Iran will not give up its right under international nuclear treaties to which it is a signatory (and Israel is not), to enrich nuclear fuel below weapons grade. From Trita Parsi at responsiblestatecraft.org:
Iran will see it as a trap and the window for a deal will be lost
Steve Witkoff, Donald Trump’s hard-charging envoy, is doubling down on “zero enrichment” as the red line in nuclear talks with Iran — a rigid stance that risks sabotaging diplomacy altogether.
“We have one very, very clear red line, and that is enrichment. We cannot allow even 1% of an enrichment capability,” Witkoff tells ABC’s “This Week.”
“Everything begins… with a deal that does not include enrichment… because enrichment enables weaponization, and we will not allow a bomb to get here,” he addsed.
As I recently argued in The American Conservative, this demand has, for 25 years, proven both futile and counterproductive. It gives Iran more time to advance its nuclear program while stalling the realistic, verification-based deals that could actually constrain it. Unless Trump reverts to his original red line — weaponization — this rare chance to stop both an Iranian bomb and a war could slip away.
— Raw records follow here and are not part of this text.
use chrono::{DateTime, Utc};
use rust_decimal::{Decimal, RoundingStrategy};
use sea_orm::entity::prelude::*;
use serde::{Deserialize, Serialize};
use utoipa::ToSchema;

/// Tiered payment against a booking ("pembayaran")
#[derive(Clone, Debug, PartialEq, Eq, DeriveEntityModel, Serialize, Deserialize)]
#[sea_orm(table_name = "payments")]
pub struct Model {
    #[sea_orm(primary_key, auto_increment = false)]
    pub id: Uuid,
    pub booking_id: Uuid,
    pub customer_id: Uuid,
    /// Admin who last verified the payment
    #[sea_orm(nullable)]
    pub admin_id: Option<Uuid>,
    pub payment_type: PaymentType,
    pub sequence: i32,
    pub amount: Decimal,
    /// Remaining balance right after this payment was accepted
    pub sisa_tagihan: Decimal,
    pub percentage: i32,
    pub method: String,
    #[sea_orm(nullable)]
    pub proof_file: Option<String>,
    pub status: PaymentStatus,
    pub diverifikasi: bool,
    #[sea_orm(nullable)]
    pub verified_at: Option<DateTime<Utc>>,
    #[sea_orm(nullable)]
    pub receipt_file: Option<String>,
    #[sea_orm(column_type = "Text", nullable)]
    pub notes: Option<String>,
    pub created_at: DateTime<Utc>,
    pub updated_at: DateTime<Utc>,
}

#[derive(Copy, Clone, Debug, EnumIter, DeriveRelation)]
pub enum Relation {
    #[sea_orm(
        belongs_to = "super::booking::Entity",
        from = "Column::BookingId",
        to = "super::booking::Column::Id",
        on_delete = "Cascade"
    )]
    Booking,
    #[sea_orm(
        belongs_to = "super::customer::Entity",
        from = "Column::CustomerId",
        to = "super::customer::Column::Id",
        on_delete = "Cascade"
    )]
    Customer,
}

impl Related<super::booking::Entity> for Entity {
    fn to() -> RelationDef {
        Relation::Booking.def()
    }
}

impl Related<super::customer::Entity> for Entity {
    fn to() -> RelationDef {
        Relation::Customer.def()
    }
}

impl ActiveModelBehavior for ActiveModel {}

#[derive(
    Debug,
    Clone,
    Copy,
    PartialEq,
    Eq,
    Hash,
    Serialize,
    Deserialize,
    EnumIter,
    DeriveActiveEnum,
    ToSchema,
    strum::Display,
)]
#[serde(rename_all = "snake_case")]
#[strum(serialize_all = "snake_case")]
#[sea_orm(rs_type = "String", db_type = "String(StringLen::N(32))")]
pub enum PaymentType {
    /// Down payment, 25%
    #[sea_orm(string_value = "dp")]
    Dp,
    /// Settlement, 75%
    #[sea_orm(string_value = "pelunasan")]
    Pelunasan,
    #[sea_orm(string_value = "full")]
    Full,
}

impl PaymentType {
    pub fn percentage(self) -> i32 {
        match self {
            PaymentType::Dp => 25,
            PaymentType::Pelunasan => 75,
            PaymentType::Full => 100,
        }
    }

    /// Exact amount this tier must carry for a booking total.
    pub fn expected_amount(self, total: Decimal) -> Decimal {
        (total * Decimal::from(self.percentage()) / Decimal::from(100))
            .round_dp_with_strategy(2, RoundingStrategy::MidpointAwayFromZero)
    }
}

#[derive(
    Debug,
    Clone,
    Copy,
    PartialEq,
    Eq,
    Serialize,
    Deserialize,
    EnumIter,
    DeriveActiveEnum,
    ToSchema,
    strum::Display,
)]
#[serde(rename_all = "snake_case")]
#[strum(serialize_all = "snake_case")]
#[sea_orm(rs_type = "String", db_type = "String(StringLen::N(32))")]
pub enum PaymentStatus {
    #[sea_orm(string_value = "pending")]
    Pending,
    #[sea_orm(string_value = "lunas")]
    Lunas,
    #[sea_orm(string_value = "cicilan")]
    Cicilan,
    #[sea_orm(string_value = "gagal")]
    Gagal,
}

impl PaymentStatus {
    /// Whether a payment in this status counts against the booking's remaining balance.
    pub fn holds_balance(self) -> bool {
        !matches!(self, PaymentStatus::Gagal)
    }
}

#[cfg(test)]
mod tests {
    use super::*;
    use rust_decimal_macros::dec;

    #[test]
    fn tier_amounts() {
        let total = dec!(1000000);
        assert_eq!(PaymentType::Dp.expected_amount(total), dec!(250000));
        assert_eq!(PaymentType::Pelunasan.expected_amount(total), dec!(750000));
        assert_eq!(PaymentType::Full.expected_amount(total), total);
        assert_eq!(PaymentType::Dp.expected_amount(dec!(1500000.50)), dec!(375000.13));
    }

    #[test]
    fn failed_payments_release_balance() {
        assert!(PaymentStatus::Pending.holds_balance());
        assert!(PaymentStatus::Cicilan.holds_balance());
        assert!(PaymentStatus::Lunas.holds_balance());
        assert!(!PaymentStatus::Gagal.holds_balance());
    }
}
Witkoff’s maximalist posture may be a bargaining tactic, but airing it publicly risks poisoning the atmosphere. As soon as Iran starts reciprocating, optimism could curdle into confrontation, slamming shut Trump’s narrow window for diplomacy.
Even if tensions don’t boil over immediately, this strategy still squanders critical time. With the UN snapback deadline looming, delays are dangerous. Secretary Marco Rubio may believe triggering snapback boosts pressure, but in reality, it could produce a volatile and uncertain situation.
China and Russia will challenge the snapback’s legitimacy, severely blunting its power. Rallying Global South nations to reimpose unilateral sanctions — already far tougher than in 2011 — will likely fall flat. Western diplomats admit this privately, yet still argue that snapback must proceed for appearances, not impact.